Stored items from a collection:
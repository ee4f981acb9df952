//! Bounded retries around a single upstream request.
//!
//! Rate limiting (HTTP 429) backs off exponentially, transport failures wait
//! a flat unit, everything else is returned to the caller on the spot.
//! There is no jitter, so callers hitting the limit in lockstep retry in
//! lockstep too.

use std::future::Future;
use std::time::Duration;

use tracing::warn;

use crate::error::RenewVizError;

#[derive(Debug, Clone, Copy, PartialEq, Eq)]
pub struct RetryPolicy {
    /// Attempts including the first one. Zero behaves like one.
    pub max_attempts: u32,
    /// One backoff time unit.
    pub unit: Duration,
}

impl Default for RetryPolicy {
    fn default() -> Self {
        Self {
            max_attempts: 3,
            unit: Duration::from_secs(1),
        }
    }
}

impl RetryPolicy {
    pub fn new(max_attempts: u32) -> Self {
        Self {
            max_attempts,
            ..Self::default()
        }
    }

    /// Delay before retrying a failed attempt, or `None` if the error is final.
    ///
    /// `attempt` is the zero-based index of the attempt that just failed.
    pub fn delay_for(&self, error: &RenewVizError, attempt: u32) -> Option<Duration> {
        match error {
            RenewVizError::RateLimited => Some(self.unit * 2u32.saturating_pow(attempt)),
            RenewVizError::Transport(_) => Some(self.unit),
            _ => None,
        }
    }

    /// Runs `attempt` until it succeeds, fails for good, or attempts run out.
    ///
    /// The closure receives the zero-based attempt index. Transport failures
    /// that survive every attempt surface as `RequestFailed`.
    pub async fn run<T, F, Fut>(&self, mut attempt: F) -> Result<T, RenewVizError>
    where
        F: FnMut(u32) -> Fut,
        Fut: Future<Output = Result<T, RenewVizError>>,
    {
        let max_attempts = self.max_attempts.max(1);
        let mut index = 0;
        loop {
            let error = match attempt(index).await {
                Ok(value) => return Ok(value),
                Err(error) => error,
            };

            let delay = self.delay_for(&error, index);
            let exhausted = index + 1 >= max_attempts;
            match (delay, error) {
                (Some(delay), error) if !exhausted => {
                    warn!(
                        "Attempt {}/{} failed ({}), retrying in {:?}",
                        index + 1,
                        max_attempts,
                        error,
                        delay
                    );
                    tokio::time::sleep(delay).await;
                    index += 1;
                }
                (_, RenewVizError::Transport(message)) => {
                    return Err(RenewVizError::RequestFailed {
                        status: None,
                        message,
                    });
                }
                (_, error) => return Err(error),
            }
        }
    }
}

#[cfg(test)]
mod tests {
    use super::*;
    use std::sync::atomic::{AtomicU32, Ordering};
    use tokio::time::Instant;

    #[test]
    fn test_rate_limit_delay_doubles() {
        let policy = RetryPolicy::default();
        let delays: Vec<Duration> = (0..4)
            .filter_map(|i| policy.delay_for(&RenewVizError::RateLimited, i))
            .collect();
        assert_eq!(
            delays,
            vec![
                Duration::from_secs(1),
                Duration::from_secs(2),
                Duration::from_secs(4),
                Duration::from_secs(8),
            ]
        );
    }

    #[test]
    fn test_transport_delay_is_flat() {
        let policy = RetryPolicy::default();
        let error = RenewVizError::Transport("reset".into());
        assert_eq!(policy.delay_for(&error, 0), Some(Duration::from_secs(1)));
        assert_eq!(policy.delay_for(&error, 5), Some(Duration::from_secs(1)));
    }

    #[test]
    fn test_final_errors_have_no_delay() {
        let policy = RetryPolicy::default();
        assert_eq!(policy.delay_for(&RenewVizError::AuthenticationFailure, 0), None);
        assert_eq!(policy.delay_for(&RenewVizError::NotFound("x".into()), 0), None);
        let failed = RenewVizError::RequestFailed {
            status: Some(400),
            message: "bad".into(),
        };
        assert_eq!(policy.delay_for(&failed, 0), None);
    }

    #[tokio::test(start_paused = true)]
    async fn test_rate_limited_twice_then_success_waits_three_units() {
        let calls = AtomicU32::new(0);
        let start = Instant::now();

        let result = RetryPolicy::new(3)
            .run(|attempt| {
                calls.fetch_add(1, Ordering::SeqCst);
                async move {
                    if attempt < 2 {
                        Err(RenewVizError::RateLimited)
                    } else {
                        Ok("payload")
                    }
                }
            })
            .await;

        assert_eq!(result.unwrap(), "payload");
        assert_eq!(calls.load(Ordering::SeqCst), 3);
        let waited = start.elapsed();
        assert!(waited >= Duration::from_secs(3), "waited {waited:?}");
        assert!(waited < Duration::from_secs(4), "waited {waited:?}");
    }

    #[tokio::test(start_paused = true)]
    async fn test_rate_limit_surfaces_after_exhaustion() {
        let calls = AtomicU32::new(0);
        let result: Result<(), _> = RetryPolicy::new(3)
            .run(|_| {
                calls.fetch_add(1, Ordering::SeqCst);
                async { Err(RenewVizError::RateLimited) }
            })
            .await;

        assert!(matches!(result, Err(RenewVizError::RateLimited)));
        assert_eq!(calls.load(Ordering::SeqCst), 3);
    }

    #[tokio::test(start_paused = true)]
    async fn test_authentication_failure_is_not_retried() {
        let calls = AtomicU32::new(0);
        let start = Instant::now();
        let result: Result<(), _> = RetryPolicy::new(5)
            .run(|_| {
                calls.fetch_add(1, Ordering::SeqCst);
                async { Err(RenewVizError::AuthenticationFailure) }
            })
            .await;

        assert!(matches!(result, Err(RenewVizError::AuthenticationFailure)));
        assert_eq!(calls.load(Ordering::SeqCst), 1);
        assert_eq!(start.elapsed(), Duration::ZERO);
    }

    #[tokio::test(start_paused = true)]
    async fn test_transport_failures_become_request_failed() {
        let calls = AtomicU32::new(0);
        let result: Result<(), _> = RetryPolicy::new(2)
            .run(|_| {
                calls.fetch_add(1, Ordering::SeqCst);
                async { Err(RenewVizError::Transport("connection reset".into())) }
            })
            .await;

        match result {
            Err(RenewVizError::RequestFailed { status, message }) => {
                assert_eq!(status, None);
                assert_eq!(message, "connection reset");
            }
            other => panic!("expected RequestFailed, got {other:?}"),
        }
        assert_eq!(calls.load(Ordering::SeqCst), 2);
    }

    #[tokio::test(start_paused = true)]
    async fn test_zero_attempts_still_tries_once() {
        let calls = AtomicU32::new(0);
        let result = RetryPolicy::new(0)
            .run(|_| {
                calls.fetch_add(1, Ordering::SeqCst);
                async { Ok::<_, RenewVizError>(1) }
            })
            .await;
        assert_eq!(result.unwrap(), 1);
        assert_eq!(calls.load(Ordering::SeqCst), 1);
    }
}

◆ Problem details
Say the number of data lines holding "reset", without any other words.

◆ Output for this exercise
3